Write out each line of the records that has "cpcp" in it.
---------- Records for this exercise ----------
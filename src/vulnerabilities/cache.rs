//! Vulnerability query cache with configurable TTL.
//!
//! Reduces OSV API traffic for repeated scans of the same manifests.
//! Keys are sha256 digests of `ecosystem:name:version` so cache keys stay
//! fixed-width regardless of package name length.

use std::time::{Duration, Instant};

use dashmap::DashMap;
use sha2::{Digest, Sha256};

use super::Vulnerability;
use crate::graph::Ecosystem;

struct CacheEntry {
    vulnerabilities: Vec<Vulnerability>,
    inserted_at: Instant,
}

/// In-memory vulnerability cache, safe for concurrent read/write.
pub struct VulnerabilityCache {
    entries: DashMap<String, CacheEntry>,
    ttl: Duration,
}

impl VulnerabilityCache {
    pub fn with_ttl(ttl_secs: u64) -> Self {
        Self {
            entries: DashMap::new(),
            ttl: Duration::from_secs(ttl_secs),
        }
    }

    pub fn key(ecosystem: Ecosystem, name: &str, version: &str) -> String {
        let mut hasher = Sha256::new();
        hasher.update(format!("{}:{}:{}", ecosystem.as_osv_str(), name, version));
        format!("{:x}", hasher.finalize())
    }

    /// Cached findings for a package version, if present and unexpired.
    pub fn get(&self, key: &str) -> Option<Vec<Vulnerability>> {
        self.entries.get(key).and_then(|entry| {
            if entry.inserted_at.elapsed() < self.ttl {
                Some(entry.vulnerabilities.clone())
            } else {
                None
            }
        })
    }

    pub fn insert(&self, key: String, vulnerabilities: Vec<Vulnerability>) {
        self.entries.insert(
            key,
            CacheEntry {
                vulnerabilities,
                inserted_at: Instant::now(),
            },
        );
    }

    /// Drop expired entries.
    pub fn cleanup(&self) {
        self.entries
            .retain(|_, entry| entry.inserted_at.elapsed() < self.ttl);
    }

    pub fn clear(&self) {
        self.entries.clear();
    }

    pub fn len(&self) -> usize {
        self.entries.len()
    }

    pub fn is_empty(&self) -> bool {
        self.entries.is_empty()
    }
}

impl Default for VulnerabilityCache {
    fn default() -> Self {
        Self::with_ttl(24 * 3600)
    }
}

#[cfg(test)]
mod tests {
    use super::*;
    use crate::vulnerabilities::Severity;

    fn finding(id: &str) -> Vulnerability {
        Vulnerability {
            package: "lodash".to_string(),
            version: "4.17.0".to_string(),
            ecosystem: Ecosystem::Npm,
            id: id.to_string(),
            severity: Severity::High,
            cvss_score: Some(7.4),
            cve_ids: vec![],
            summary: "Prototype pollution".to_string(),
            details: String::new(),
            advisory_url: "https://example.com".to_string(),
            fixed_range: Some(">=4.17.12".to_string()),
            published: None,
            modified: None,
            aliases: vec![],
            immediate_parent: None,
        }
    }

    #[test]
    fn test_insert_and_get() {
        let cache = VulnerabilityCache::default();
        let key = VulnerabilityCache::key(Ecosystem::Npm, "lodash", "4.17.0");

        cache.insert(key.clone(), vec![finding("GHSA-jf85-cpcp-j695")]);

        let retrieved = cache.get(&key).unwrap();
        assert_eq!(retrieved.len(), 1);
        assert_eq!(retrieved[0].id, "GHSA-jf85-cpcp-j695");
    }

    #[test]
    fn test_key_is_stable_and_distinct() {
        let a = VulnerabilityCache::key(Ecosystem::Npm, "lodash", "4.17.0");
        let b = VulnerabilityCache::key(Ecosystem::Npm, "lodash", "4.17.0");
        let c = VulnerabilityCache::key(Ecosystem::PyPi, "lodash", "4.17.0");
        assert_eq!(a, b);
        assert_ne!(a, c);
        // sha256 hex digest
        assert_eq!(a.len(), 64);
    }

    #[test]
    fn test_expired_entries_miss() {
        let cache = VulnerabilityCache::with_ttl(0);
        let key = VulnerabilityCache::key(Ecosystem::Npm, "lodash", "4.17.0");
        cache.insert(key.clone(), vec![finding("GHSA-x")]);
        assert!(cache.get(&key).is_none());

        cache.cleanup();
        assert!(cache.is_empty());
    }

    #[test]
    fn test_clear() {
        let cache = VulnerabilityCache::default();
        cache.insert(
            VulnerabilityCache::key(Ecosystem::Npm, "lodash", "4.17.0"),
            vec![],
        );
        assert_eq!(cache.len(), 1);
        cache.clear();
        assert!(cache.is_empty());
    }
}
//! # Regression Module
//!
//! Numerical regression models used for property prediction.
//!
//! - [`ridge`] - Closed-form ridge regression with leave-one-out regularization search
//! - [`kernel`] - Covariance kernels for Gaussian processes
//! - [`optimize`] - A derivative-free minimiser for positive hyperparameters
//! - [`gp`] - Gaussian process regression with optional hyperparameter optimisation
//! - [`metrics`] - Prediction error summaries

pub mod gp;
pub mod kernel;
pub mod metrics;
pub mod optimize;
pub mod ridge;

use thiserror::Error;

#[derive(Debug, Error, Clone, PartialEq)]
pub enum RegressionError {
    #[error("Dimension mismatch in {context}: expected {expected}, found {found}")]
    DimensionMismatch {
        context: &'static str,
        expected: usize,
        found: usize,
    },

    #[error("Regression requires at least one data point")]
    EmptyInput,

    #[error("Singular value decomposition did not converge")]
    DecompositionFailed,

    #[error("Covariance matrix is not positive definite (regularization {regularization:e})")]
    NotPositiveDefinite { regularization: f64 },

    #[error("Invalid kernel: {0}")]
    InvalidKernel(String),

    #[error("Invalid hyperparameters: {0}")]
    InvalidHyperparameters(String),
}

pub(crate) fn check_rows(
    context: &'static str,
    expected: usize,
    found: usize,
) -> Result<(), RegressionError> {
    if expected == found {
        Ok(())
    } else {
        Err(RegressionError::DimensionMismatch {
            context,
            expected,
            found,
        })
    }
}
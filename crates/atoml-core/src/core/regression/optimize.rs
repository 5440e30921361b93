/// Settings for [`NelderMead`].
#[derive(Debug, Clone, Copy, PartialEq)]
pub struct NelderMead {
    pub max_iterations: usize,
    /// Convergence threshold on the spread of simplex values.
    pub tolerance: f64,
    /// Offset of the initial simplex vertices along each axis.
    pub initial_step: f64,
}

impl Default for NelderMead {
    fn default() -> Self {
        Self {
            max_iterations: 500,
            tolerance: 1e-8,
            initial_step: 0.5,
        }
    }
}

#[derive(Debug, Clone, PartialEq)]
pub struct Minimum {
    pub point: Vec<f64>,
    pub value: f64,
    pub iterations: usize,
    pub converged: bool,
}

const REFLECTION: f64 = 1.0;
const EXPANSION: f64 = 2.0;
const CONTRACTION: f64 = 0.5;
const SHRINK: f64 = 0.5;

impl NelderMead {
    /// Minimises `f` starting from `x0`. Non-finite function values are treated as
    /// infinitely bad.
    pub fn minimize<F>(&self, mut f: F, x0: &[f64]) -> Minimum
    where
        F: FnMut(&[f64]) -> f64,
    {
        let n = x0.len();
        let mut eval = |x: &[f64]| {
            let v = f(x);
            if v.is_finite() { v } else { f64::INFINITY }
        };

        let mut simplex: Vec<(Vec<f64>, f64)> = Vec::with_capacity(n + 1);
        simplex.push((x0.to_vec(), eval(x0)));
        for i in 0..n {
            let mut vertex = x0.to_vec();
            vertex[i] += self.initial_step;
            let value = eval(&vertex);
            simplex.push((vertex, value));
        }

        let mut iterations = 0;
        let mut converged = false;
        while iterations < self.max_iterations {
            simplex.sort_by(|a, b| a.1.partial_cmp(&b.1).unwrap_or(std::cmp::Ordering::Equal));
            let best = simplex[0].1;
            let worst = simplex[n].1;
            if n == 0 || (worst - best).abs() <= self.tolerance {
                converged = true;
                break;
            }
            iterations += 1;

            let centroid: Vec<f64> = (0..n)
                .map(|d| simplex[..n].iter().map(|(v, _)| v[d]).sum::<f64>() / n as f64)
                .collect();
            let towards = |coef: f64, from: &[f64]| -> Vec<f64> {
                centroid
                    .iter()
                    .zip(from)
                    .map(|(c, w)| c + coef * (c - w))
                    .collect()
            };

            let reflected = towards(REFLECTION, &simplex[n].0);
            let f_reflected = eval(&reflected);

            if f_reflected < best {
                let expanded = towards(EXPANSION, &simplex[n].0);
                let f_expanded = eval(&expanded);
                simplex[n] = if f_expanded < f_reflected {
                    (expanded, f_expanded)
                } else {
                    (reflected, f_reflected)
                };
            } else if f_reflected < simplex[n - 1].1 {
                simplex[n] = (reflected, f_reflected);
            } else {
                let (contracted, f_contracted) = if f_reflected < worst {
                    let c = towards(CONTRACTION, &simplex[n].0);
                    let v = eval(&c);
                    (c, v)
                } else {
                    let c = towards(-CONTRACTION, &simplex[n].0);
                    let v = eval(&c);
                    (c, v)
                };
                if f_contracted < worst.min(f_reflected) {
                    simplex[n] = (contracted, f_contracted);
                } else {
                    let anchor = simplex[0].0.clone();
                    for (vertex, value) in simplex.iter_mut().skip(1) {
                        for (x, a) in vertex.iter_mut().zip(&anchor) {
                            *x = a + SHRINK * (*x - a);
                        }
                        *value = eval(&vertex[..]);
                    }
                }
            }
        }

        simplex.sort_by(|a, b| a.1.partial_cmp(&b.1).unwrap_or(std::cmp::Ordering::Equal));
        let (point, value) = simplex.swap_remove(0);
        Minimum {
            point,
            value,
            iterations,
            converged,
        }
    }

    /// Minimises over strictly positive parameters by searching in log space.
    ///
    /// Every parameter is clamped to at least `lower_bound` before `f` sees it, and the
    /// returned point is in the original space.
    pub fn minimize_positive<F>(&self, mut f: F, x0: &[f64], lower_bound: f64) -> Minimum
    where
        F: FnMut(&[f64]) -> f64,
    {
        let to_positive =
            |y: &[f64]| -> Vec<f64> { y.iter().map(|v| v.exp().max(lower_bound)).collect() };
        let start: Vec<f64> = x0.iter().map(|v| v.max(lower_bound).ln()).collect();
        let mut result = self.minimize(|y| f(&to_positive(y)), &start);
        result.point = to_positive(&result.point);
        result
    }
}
----------
Written solution:
        cache.insert(key.clone(), vec![finding("GHSA-jf85-cpcp-j695")]);
        assert_eq!(retrieved[0].id, "GHSA-jf85-cpcp-j695");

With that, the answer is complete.